**What you have to do:**
Find the line with "for (key, value)" in the records below. Copy it and every line after it, up to and including the line with "Some(converted)".

(Collected data)
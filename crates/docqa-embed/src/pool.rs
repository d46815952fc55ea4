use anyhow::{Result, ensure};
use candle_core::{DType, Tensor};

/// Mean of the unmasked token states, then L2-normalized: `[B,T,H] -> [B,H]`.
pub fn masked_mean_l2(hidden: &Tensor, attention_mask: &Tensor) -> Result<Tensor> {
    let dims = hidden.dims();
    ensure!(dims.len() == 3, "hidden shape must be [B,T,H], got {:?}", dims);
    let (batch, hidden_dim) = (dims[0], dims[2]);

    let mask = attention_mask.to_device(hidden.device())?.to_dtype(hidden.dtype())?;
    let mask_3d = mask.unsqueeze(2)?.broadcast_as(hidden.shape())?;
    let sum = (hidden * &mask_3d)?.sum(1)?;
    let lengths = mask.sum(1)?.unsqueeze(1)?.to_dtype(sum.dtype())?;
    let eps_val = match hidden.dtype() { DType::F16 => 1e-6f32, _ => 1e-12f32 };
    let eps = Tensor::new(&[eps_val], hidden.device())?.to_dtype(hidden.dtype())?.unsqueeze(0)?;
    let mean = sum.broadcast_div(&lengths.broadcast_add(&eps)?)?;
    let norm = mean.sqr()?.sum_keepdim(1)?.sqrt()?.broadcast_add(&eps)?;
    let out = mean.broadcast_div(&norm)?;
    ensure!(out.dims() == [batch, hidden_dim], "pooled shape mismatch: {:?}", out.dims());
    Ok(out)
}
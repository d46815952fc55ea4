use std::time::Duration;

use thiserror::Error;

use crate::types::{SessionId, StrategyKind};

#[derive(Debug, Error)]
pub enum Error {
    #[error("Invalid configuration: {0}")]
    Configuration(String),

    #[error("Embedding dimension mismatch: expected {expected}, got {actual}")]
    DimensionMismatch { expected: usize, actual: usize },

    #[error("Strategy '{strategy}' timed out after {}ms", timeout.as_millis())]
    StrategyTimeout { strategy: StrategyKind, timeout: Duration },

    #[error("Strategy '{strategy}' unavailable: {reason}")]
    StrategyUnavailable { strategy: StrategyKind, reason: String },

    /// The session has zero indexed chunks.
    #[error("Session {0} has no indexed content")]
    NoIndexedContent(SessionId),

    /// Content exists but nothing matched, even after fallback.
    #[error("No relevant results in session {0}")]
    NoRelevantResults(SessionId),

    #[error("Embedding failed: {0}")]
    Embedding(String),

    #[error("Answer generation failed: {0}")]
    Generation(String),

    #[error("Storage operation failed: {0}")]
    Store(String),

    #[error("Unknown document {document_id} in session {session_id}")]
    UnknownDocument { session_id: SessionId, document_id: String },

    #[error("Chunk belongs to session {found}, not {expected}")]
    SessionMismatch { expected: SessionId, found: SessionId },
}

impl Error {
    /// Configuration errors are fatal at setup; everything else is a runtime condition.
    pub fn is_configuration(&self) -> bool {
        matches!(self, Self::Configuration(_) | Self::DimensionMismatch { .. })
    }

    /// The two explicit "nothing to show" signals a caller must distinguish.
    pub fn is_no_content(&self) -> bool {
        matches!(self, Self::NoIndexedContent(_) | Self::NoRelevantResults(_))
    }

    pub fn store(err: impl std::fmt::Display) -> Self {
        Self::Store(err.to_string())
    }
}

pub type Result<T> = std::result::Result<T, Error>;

--

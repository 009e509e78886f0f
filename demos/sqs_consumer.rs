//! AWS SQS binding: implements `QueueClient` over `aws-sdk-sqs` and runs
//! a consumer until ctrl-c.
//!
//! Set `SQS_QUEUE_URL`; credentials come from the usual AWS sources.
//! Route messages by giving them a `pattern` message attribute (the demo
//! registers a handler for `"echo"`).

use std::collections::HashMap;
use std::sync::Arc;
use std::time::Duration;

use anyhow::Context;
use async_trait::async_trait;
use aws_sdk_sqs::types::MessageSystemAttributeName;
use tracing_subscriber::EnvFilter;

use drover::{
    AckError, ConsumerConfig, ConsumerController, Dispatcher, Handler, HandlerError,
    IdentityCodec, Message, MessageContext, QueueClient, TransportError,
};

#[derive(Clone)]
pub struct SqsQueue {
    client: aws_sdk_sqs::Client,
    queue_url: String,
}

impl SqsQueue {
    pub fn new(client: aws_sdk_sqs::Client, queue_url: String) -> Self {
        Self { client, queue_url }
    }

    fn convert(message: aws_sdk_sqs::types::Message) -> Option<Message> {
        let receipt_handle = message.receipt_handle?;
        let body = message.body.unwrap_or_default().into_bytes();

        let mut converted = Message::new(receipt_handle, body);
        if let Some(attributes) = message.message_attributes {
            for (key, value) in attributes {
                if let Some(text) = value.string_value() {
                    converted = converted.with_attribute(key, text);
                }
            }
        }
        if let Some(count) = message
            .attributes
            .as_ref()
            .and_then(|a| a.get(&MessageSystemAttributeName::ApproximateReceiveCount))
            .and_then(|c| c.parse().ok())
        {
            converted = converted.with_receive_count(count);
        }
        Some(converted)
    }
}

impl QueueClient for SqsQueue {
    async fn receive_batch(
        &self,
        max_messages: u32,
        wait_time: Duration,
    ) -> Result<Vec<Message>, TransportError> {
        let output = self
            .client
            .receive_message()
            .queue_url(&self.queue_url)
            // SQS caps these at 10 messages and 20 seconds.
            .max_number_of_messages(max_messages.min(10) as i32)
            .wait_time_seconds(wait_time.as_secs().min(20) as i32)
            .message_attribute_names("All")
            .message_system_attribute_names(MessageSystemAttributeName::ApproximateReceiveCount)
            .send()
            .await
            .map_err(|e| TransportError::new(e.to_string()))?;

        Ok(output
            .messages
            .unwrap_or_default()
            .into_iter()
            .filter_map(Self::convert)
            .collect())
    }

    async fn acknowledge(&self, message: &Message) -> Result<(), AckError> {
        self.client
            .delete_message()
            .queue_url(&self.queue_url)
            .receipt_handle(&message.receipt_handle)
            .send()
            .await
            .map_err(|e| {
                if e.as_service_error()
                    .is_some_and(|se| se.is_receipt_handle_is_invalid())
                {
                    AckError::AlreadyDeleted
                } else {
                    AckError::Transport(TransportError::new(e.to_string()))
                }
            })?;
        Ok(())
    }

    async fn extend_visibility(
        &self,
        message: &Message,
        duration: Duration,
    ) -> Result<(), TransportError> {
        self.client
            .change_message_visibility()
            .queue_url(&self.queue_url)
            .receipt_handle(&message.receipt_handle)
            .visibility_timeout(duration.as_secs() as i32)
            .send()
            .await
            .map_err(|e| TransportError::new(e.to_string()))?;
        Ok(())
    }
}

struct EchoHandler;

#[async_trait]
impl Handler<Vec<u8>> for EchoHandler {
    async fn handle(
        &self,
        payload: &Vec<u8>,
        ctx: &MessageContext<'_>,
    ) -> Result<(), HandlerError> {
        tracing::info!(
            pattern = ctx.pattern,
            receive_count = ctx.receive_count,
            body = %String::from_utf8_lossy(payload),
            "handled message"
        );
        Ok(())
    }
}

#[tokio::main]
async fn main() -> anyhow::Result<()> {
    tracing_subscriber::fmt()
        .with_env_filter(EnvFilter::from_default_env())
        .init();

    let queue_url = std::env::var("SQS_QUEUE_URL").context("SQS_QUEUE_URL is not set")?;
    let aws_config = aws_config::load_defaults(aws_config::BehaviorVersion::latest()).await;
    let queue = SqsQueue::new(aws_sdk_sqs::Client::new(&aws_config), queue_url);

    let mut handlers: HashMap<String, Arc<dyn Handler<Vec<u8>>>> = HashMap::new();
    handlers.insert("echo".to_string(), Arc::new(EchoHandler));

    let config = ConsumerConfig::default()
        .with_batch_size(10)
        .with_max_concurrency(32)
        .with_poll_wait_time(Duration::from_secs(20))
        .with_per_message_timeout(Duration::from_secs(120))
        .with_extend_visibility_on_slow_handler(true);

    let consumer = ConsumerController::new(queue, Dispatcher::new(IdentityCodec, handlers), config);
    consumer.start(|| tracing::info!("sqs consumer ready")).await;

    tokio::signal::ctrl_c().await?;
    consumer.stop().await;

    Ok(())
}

* * *

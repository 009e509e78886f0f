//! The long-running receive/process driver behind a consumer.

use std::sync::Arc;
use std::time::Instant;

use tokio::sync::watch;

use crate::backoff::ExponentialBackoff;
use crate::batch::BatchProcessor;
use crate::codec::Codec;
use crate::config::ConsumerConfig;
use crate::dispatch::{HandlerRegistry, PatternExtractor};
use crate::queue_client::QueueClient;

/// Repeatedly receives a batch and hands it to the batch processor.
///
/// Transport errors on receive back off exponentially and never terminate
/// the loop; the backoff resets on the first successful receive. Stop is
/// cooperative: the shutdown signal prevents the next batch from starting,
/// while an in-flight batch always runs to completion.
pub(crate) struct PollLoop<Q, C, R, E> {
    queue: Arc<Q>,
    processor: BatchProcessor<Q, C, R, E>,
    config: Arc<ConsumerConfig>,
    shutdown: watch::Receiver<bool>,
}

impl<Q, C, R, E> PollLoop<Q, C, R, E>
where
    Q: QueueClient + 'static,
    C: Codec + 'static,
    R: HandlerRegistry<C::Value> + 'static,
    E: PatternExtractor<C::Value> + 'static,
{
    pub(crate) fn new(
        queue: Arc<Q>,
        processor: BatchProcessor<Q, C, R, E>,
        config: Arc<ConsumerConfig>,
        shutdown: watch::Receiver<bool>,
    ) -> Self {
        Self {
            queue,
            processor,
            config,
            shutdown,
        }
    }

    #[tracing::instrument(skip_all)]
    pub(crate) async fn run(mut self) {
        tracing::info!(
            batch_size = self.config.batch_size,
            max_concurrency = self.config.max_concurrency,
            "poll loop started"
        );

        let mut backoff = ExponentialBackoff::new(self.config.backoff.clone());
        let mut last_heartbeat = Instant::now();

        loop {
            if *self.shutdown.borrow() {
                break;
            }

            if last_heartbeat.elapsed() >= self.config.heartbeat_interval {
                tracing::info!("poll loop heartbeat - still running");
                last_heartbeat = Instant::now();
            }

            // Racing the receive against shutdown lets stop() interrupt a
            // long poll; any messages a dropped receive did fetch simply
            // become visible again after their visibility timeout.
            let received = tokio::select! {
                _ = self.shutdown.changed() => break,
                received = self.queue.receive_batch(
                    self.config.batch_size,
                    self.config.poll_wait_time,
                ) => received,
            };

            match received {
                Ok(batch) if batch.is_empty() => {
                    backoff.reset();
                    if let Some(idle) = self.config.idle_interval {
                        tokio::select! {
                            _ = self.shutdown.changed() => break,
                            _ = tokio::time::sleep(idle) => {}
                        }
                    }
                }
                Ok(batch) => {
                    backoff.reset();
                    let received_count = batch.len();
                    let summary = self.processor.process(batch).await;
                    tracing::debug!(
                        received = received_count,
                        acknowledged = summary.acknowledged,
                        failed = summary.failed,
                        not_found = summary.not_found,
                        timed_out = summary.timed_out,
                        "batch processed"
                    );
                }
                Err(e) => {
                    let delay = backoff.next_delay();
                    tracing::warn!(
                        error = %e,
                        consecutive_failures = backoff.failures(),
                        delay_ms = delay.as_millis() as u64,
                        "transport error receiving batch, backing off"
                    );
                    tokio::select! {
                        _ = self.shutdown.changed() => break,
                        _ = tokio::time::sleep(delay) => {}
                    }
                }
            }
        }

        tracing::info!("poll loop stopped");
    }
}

**Output for this exercise:**
            for (key, value) in attributes {
                if let Some(text) = value.string_value() {
                    converted = converted.with_attribute(key, text);
                }
            }
        }
        if let Some(count) = message
            .attributes
            .as_ref()
            .and_then(|a| a.get(&MessageSystemAttributeName::ApproximateReceiveCount))
            .and_then(|c| c.parse().ok())
        {
            converted = converted.with_receive_count(count);
        }
        Some(converted)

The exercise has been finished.